### Work to complete:
From the records below, take each line where the string "stats" shows up and copy it.

### Supplied records:
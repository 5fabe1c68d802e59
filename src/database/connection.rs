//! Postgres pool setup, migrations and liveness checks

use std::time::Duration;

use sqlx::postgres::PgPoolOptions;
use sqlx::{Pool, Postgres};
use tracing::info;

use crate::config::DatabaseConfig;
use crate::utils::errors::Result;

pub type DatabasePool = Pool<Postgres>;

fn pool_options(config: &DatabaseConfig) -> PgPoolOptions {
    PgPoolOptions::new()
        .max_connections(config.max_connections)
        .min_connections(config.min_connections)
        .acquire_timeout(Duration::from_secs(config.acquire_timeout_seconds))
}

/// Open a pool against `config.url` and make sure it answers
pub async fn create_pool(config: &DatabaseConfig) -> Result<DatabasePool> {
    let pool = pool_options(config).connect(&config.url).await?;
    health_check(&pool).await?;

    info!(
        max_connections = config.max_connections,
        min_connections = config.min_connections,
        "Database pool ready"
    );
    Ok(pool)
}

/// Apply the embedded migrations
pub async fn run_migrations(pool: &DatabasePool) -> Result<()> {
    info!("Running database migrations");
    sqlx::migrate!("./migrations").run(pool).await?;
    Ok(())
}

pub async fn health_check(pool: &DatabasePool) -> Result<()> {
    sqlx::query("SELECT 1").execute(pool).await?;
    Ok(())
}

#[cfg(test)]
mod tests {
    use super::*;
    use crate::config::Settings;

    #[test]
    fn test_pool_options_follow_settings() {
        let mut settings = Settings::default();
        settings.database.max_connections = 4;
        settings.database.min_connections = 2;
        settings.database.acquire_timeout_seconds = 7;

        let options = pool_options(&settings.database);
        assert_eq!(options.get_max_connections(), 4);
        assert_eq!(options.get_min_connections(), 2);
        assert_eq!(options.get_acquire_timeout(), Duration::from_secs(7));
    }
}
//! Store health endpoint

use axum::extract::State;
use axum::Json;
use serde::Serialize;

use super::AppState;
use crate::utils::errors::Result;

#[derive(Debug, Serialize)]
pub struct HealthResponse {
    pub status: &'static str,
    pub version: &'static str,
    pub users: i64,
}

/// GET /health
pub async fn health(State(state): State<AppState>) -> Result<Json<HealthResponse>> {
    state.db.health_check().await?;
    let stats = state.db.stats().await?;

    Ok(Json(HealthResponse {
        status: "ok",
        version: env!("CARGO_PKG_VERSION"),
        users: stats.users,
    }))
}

### Completed exercise:
    let stats = state.db.stats().await?;
        users: stats.users,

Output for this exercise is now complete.